Мужчина стоял на месте, пока не увидел, что девчушку, чем-то похожую на Настёну, вот-вот подстрелит стоящий за её спиной немец.
— Глупая, падай! Сгруппируйся! Подстрелит же! — бежал к ней отец и, желая лишь прикрыть гражданку за собственной спиной, в своём смертельном рывке и в тридцати метрах от неё, подняв неосторожно ногу, подорвался на мине.
Каллиста в шоке упала на колени, прижав к ним голову и прикрыв её руками: столь близкий взрыв оглушил казачку. Не сумев понять, почему папа не подбежал к ней и не обнял её так же сильно, как она бы того хотела, чтобы сказать пару слов о том, как же сильно его любит, Малиновка приподняла взгляд, страшась невидимой угрозы, однако весь мир опустел. Ёк. Война куда-то исчезла, а выстрелов и взрывов здесь больше не производилось. Лишь кровь и мясо, смешанные с оседающей со скифского кургана, из кисета отца, и донской землями.
— Папа! — на лице постепенно отражалось осознание, к которому прибавлялись бестолковые слёзы. Каллиста колошматила землю от безысходности, боли и невыносимого чувства вины, что кислотой прожигало её внутренности.
Над полем поднялся сильный ветер, солнце закрыла чёрная туча, сверкнула молния раз, пропала пыль и кровь от отца, сверкнула молния два, на плечо девушки положил руку скиф, сверкнула молния три, и они оказались в окружении его народа, ведущего хоровод вокруг них, пока от огня оставались лишь мерцающие в темноте угли.
Каллисте казалось, что ей просто переломали хребет, сделав инвалидом, и выпотрошили после так же, как и коня. Санерг тем временем вытирал с её щёк солёные, горькие слёзы, прикладывая после пальцы к губам и слабо шипя.
— Малиновка, слезами тебе его не вернуть, — шептал он ей на ухо.
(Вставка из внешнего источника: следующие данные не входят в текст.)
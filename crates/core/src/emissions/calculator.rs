//! Fuel-to-emissions calculation engine.

use std::sync::Arc;

use rayon::prelude::*;
use rust_decimal::Decimal;
use tidemark_shared::types::FuelCategory;

use super::checked::{add, div, mul, pct_of, sub};
use super::efficiency::{apply_gain, efficiency_gains, shore_power_impact};
use super::error::CalculationError;
use super::types::{EmissionsResult, ShorePowerImpact};
use crate::catalog::{FuelCatalog, FuelPropertySpec};
use crate::policy::CompliancePolicy;
use crate::record::FuelRecord;

/// LCV used when neither record, override nor catalog has one (MJ/kg).
pub const FALLBACK_LCV_MJ_KG: Decimal = Decimal::from_parts(42, 0, 0, false, 0);
/// Carbon content used when nothing else provides one (%).
pub const FALLBACK_CARBON_PCT: Decimal = Decimal::from_parts(86, 0, 0, false, 0);
/// Fossil well-to-wake fallback (gCO2e/MJ).
pub const FALLBACK_FOSSIL_WTW: Decimal = Decimal::from_parts(90, 0, 0, false, 0);
/// Fossil tank-to-wake fallback (gCO2e/MJ).
pub const FALLBACK_FOSSIL_TTW: Decimal = Decimal::from_parts(78, 0, 0, false, 0);
/// Fossil well-to-tank fallback (gCO2e/MJ).
pub const FALLBACK_FOSSIL_WTT: Decimal = Decimal::from_parts(12, 0, 0, false, 0);
/// Tank-to-wake fallback for biofuels and hybrids (gCO2e/MJ).
pub const FALLBACK_BIO_TTW: Decimal = Decimal::from_parts(77, 0, 0, false, 0);
/// Blend ratio assumed for a biofuel without one (%).
pub const DEFAULT_BIOFUEL_BLEND_PCT: Decimal = Decimal::ONE_HUNDRED;
/// Blend ratio assumed for a hybrid without one (%).
pub const DEFAULT_HYBRID_BLEND_PCT: Decimal = Decimal::from_parts(50, 0, 0, false, 0);

/// The three lifecycle legs, in gCO2e.
#[derive(Debug, Clone, Copy, Default)]
struct Legs {
    well_to_wake: Decimal,
    tank_to_wake: Decimal,
    well_to_tank: Decimal,
}

/// Computes emissions for fuel records.
///
/// Pure and stateless apart from the shared, read-only catalog and policy;
/// cloning is cheap and instances can be shared freely across threads.
#[derive(Debug, Clone)]
pub struct EmissionsCalculator {
    catalog: Arc<FuelCatalog>,
    policy: Arc<CompliancePolicy>,
}

impl EmissionsCalculator {
    /// Creates a calculator over a catalog and a policy.
    #[must_use]
    pub fn new(catalog: FuelCatalog, policy: CompliancePolicy) -> Self {
        Self {
            catalog: Arc::new(catalog),
            policy: Arc::new(policy),
        }
    }

    /// The catalog in use.
    #[must_use]
    pub fn catalog(&self) -> &FuelCatalog {
        &self.catalog
    }

    /// The policy in use.
    #[must_use]
    pub fn policy(&self) -> &CompliancePolicy {
        &self.policy
    }

    /// Computes emissions for one record.
    ///
    /// Properties resolve field by field: non-zero record value, then the
    /// override, then the catalog entry, then the built-in fallback.
    ///
    /// # Errors
    ///
    /// Returns `CalculationError::UnknownFuelType` when neither the catalog
    /// nor the override has an entry for the declared fuel type, and
    /// `CalculationError::Overflow` when a quantity derived from the record
    /// is not representable.
    pub fn compute(
        &self,
        record: &FuelRecord,
        spec: Option<&FuelPropertySpec>,
    ) -> Result<EmissionsResult, CalculationError> {
        let standard = self.catalog.properties(record.fuel_type);
        if spec.is_none() && standard.is_none() {
            return Err(CalculationError::UnknownFuelType(record.fuel_type));
        }
        let property = |pick: fn(&FuelPropertySpec) -> Option<Decimal>| {
            spec.and_then(pick).or_else(|| standard.and_then(pick))
        };

        let lcv = non_zero(record.lower_calorific_value_mj_kg)
            .or_else(|| property(|s| s.lower_calorific_value_mj_kg))
            .unwrap_or(FALLBACK_LCV_MJ_KG);
        let carbon_pct = non_zero(record.carbon_content_pct)
            .or_else(|| property(|s| s.carbon_content_pct))
            .unwrap_or(FALLBACK_CARBON_PCT);

        let tonnes = record.consumption_tonnes;
        let energy_gj = mul(tonnes, lcv, "energy")?;
        // CO2 = C x 44/12, with C = carbon_pct / 100
        let co2_t = div(
            mul(mul(tonnes, carbon_pct, "CO2")?, Decimal::from(11), "CO2")?,
            Decimal::from(300),
            "CO2",
        )?;

        let legs = match record.fuel_category {
            FuelCategory::Fossil => Legs {
                well_to_wake: mul(
                    energy_gj,
                    property(|s| s.well_to_wake_gco2e_mj).unwrap_or(FALLBACK_FOSSIL_WTW),
                    "well-to-wake",
                )?,
                tank_to_wake: mul(
                    energy_gj,
                    property(|s| s.tank_to_wake_gco2e_mj).unwrap_or(FALLBACK_FOSSIL_TTW),
                    "tank-to-wake",
                )?,
                well_to_tank: mul(
                    energy_gj,
                    property(|s| s.well_to_tank_gco2e_mj).unwrap_or(FALLBACK_FOSSIL_WTT),
                    "well-to-tank",
                )?,
            },
            FuelCategory::Biofuel => {
                let blend = non_zero(record.biofuel.blend_ratio_pct)
                    .unwrap_or(DEFAULT_BIOFUEL_BLEND_PCT);
                let well_to_wake =
                    pct_of(self.bio_well_to_wake(record, energy_gj)?, blend, "well-to-wake")?;
                let tank_to_wake = mul(
                    energy_gj,
                    property(|s| s.tank_to_wake_gco2e_mj).unwrap_or(FALLBACK_BIO_TTW),
                    "tank-to-wake",
                )?;
                Legs {
                    well_to_wake,
                    tank_to_wake,
                    well_to_tank: sub(well_to_wake, tank_to_wake, "well-to-tank")?,
                }
            }
            FuelCategory::EFuel => Legs::default(),
            FuelCategory::Hybrid => {
                let blend = non_zero(record.biofuel.blend_ratio_pct)
                    .unwrap_or(DEFAULT_HYBRID_BLEND_PCT);
                let bio = self.bio_well_to_wake(record, energy_gj)?;
                let fossil_type = record.fuel_type.fossil_base().unwrap_or(record.fuel_type);
                let fossil_factor = self
                    .catalog
                    .properties(fossil_type)
                    .and_then(|s| s.well_to_wake_gco2e_mj)
                    .unwrap_or(FALLBACK_FOSSIL_WTW);
                let fossil = mul(energy_gj, fossil_factor, "well-to-wake")?;

                let well_to_wake = add(
                    pct_of(bio, blend, "well-to-wake")?,
                    pct_of(
                        fossil,
                        sub(Decimal::ONE_HUNDRED, blend, "blend ratio")?,
                        "well-to-wake",
                    )?,
                    "well-to-wake",
                )?;
                let tank_to_wake = mul(
                    energy_gj,
                    property(|s| s.tank_to_wake_gco2e_mj).unwrap_or(FALLBACK_BIO_TTW),
                    "tank-to-wake",
                )?;
                Legs {
                    well_to_wake,
                    tank_to_wake,
                    well_to_tank: sub(well_to_wake, tank_to_wake, "well-to-tank")?,
                }
            }
        };

        let efficiency = efficiency_gains(&record.efficiency)?;
        let gain = efficiency.applied_total_pct;
        let adjusted_energy = apply_gain(energy_gj, gain)?;
        let adjusted_wtw = apply_gain(legs.well_to_wake, gain)?;

        let carbon_intensity = if adjusted_energy.is_zero() {
            Decimal::ZERO
        } else {
            div(adjusted_wtw, adjusted_energy, "carbon intensity")?
        };

        let period_year = record.period_year();
        let reference = self
            .policy
            .reference_intensity(period_year, record.fuel_type);
        let compliance_balance = mul(
            sub(reference, carbon_intensity, "compliance balance")?,
            adjusted_energy,
            "compliance balance",
        )?;

        Ok(EmissionsResult {
            fuel_type: record.fuel_type,
            fuel_category: record.fuel_category,
            period_year,
            adjusted_consumption_tonnes: apply_gain(tonnes, gain)?,
            energy_gj: adjusted_energy,
            co2_t: apply_gain(co2_t, gain)?,
            well_to_wake_gco2e: adjusted_wtw,
            tank_to_wake_gco2e: apply_gain(legs.tank_to_wake, gain)?,
            well_to_tank_gco2e: apply_gain(legs.well_to_tank, gain)?,
            carbon_intensity_gco2e_mj: carbon_intensity,
            reference_intensity_gco2e_mj: reference,
            compliance_balance_gco2e: compliance_balance,
            efficiency,
        })
    }

    /// Computes every record in parallel against the catalog defaults.
    ///
    /// Results are returned in input order.
    #[must_use]
    pub fn compute_batch(
        &self,
        records: &[FuelRecord],
    ) -> Vec<Result<EmissionsResult, CalculationError>> {
        records
            .par_iter()
            .map(|record| self.compute(record, None))
            .collect()
    }

    /// Grid emissions and fuel savings from the record's shore power connection.
    ///
    /// # Errors
    ///
    /// Returns `CalculationError::Overflow` for connection figures whose
    /// products are not representable.
    pub fn shore_power_emissions(
        &self,
        record: &FuelRecord,
    ) -> Result<ShorePowerImpact, CalculationError> {
        shore_power_impact(&record.efficiency)
    }

    /// Bio share well-to-wake before blending: energy x feedstock x generation.
    fn bio_well_to_wake(
        &self,
        record: &FuelRecord,
        energy_gj: Decimal,
    ) -> Result<Decimal, CalculationError> {
        mul(
            mul(
                energy_gj,
                self.catalog.feedstock_factor(record.biofuel.feedstock),
                "well-to-wake",
            )?,
            self.catalog.generation_multiplier(record.biofuel.generation),
            "well-to-wake",
        )
    }
}

impl Default for EmissionsCalculator {
    fn default() -> Self {
        Self::new(FuelCatalog::standard(), CompliancePolicy::default())
    }
}

/// Computes emissions for one record.
///
/// # Errors
///
/// See [`EmissionsCalculator::compute`].
pub fn compute_emissions(
    calculator: &EmissionsCalculator,
    record: &FuelRecord,
    spec: Option<&FuelPropertySpec>,
) -> Result<EmissionsResult, CalculationError> {
    calculator.compute(record, spec)
}

/// Treats a zero measurement as absent.
fn non_zero(value: Option<Decimal>) -> Option<Decimal> {
    value.filter(|v| !v.is_zero())
}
— Тогда я иду за тобой, — решительно сказала она, всматриваясь в карие узкие глаза, тёмную бородку. — Следую за тобой.
Сокол хитро улыбнулся. На другой расклад он и не рассчитывал: жертва попала в капкан, и теперь её душу легко можно было разодрать.
Ночью Каллиста исчезла из своей постели, бабушка и мать не помнили, вернулась ли она вообще в хату. Малиновка с того дня считалась без вести пропавшей. И только ветер знал, что на месте того самого кургана, на самом дне ямы, темнее и ниже любого колодца, лежала в белой рубахе и с тёмными кудрями девушка, что стеклянными белыми глазами смотрела на серое небо, с которого срывался дождь, пока кочевой народ засыпал её землёй. Правда оказалась смиряющей.